# A Probabilistic Framework for Moving-Horizon Estimation: Stability and   Privacy Guarantees

**Authors:** Vishaal Krishnan, Sonia Mart\'inez

arXiv: 1812.09672 · 2019-12-20

## TL;DR

This paper introduces a probabilistic framework for stable moving-horizon estimation of nonlinear systems, incorporating differential privacy, and compares two variants based on Wasserstein distance and KL-divergence.

## Contribution

It unifies stability analysis and privacy guarantees in moving-horizon estimators using probabilistic metrics and introduces two novel estimator variants.

## Key findings

- W2-MHE provides a gradient-based estimation approach.
- KL-MHE functions as a particle filter with stability properties.
- Differential privacy can be achieved through entropy regularization.

## Abstract

This work proposes a unifying probabilistic framework for the design of robustly asymptotically stable moving-horizon estimators (MHE) for discrete-time nonlinear systems, and a mechanism to incorporate differential privacy in moving-horizon estimation.

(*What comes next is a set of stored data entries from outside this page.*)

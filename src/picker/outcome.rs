use std::cell::RefCell;

use image::RgbaImage;

use super::backend::Completion;
use super::media::VideoInfo;

/// Terminal result of one picker invocation.
#[derive(Debug, Clone, PartialEq)]
pub enum PickerOutcome {
    Image(RgbaImage),
    Video(VideoInfo),
    Cancelled,
}

impl PickerOutcome {
    pub const fn label(&self) -> &'static str {
        match self {
            Self::Image(_) => "image",
            Self::Video(_) => "video",
            Self::Cancelled => "cancelled",
        }
    }

    pub fn dispatch(self, delegate: &dyn PickerDelegate) {
        match self {
            Self::Image(image) => delegate.on_image_selected(image),
            Self::Video(info) => delegate.on_video_selected(info),
            Self::Cancelled => delegate.on_cancelled(),
        }
    }
}

/// Per-outcome callbacks for callers that prefer a delegate over matching
/// on [`PickerOutcome`].
pub trait PickerDelegate {
    fn on_image_selected(&self, image: RgbaImage);
    fn on_video_selected(&self, info: VideoInfo);
    fn on_cancelled(&self);
}

/// Holds the caller's result callback and fires it at most once.
pub struct OutcomeReporter {
    callback: RefCell<Option<Completion<PickerOutcome>>>,
}

impl OutcomeReporter {
    pub fn new(callback: Completion<PickerOutcome>) -> Self {
        Self {
            callback: RefCell::new(Some(callback)),
        }
    }

    pub fn is_reported(&self) -> bool {
        self.callback.borrow().is_none()
    }

    /// Returns `false` if an outcome was already reported; the new one is dropped.
    pub fn report(&self, outcome: PickerOutcome) -> bool {
        let callback = self.callback.borrow_mut().take();
        match callback {
            Some(callback) => {
                tracing::info!(outcome = outcome.label(), "picker finished");
                callback(outcome);
                true
            }
            None => {
                tracing::warn!(
                    outcome = outcome.label(),
                    "dropping duplicate picker outcome"
                );
                false
            }
        }
    }
}

impl std::fmt::Debug for OutcomeReporter {
    fn fmt(&self, f: &mut std::fmt::Formatter<'_>) -> std::fmt::Result {
        f.debug_struct("OutcomeReporter")
            .field("reported", &self.is_reported())
            .finish()
    }
}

We begin with an investigation of the classical notion of strong local observability of nonlinear systems and its relationship to optimization-based state estimation. We then present a general moving-horizon estimation framework for strongly locally observable systems, as an iterative minimization scheme in the space of probability measures. This framework allows for the minimization of the estimation cost with respect to different metrics. In particular, we consider two variants, which we name $W_2$-MHE and KL-MHE, where the minimization scheme uses the 2-Wasserstein distance and the KL-divergence, respectively. The $W_2$-MHE yields a gradient-based estimator whereas the KL-MHE yields a particle filter, for which we investigate asymptotic stability and robustness properties. Stability results for these moving-horizon estimators are derived in the probabilistic setting, against the backdrop of the classical notion of strong local observability which, to the best of our knowledge, differentiates it from other previous works. We then propose a mechanism to encode differential privacy of the measurements used by the estimator via an entropy regularization of the MHE objective functional. In particular, we find sufficient bounds on the regularization parameter to achieve the desired level of differential privacy. Numerical simulations demonstrate the performance of these estimators.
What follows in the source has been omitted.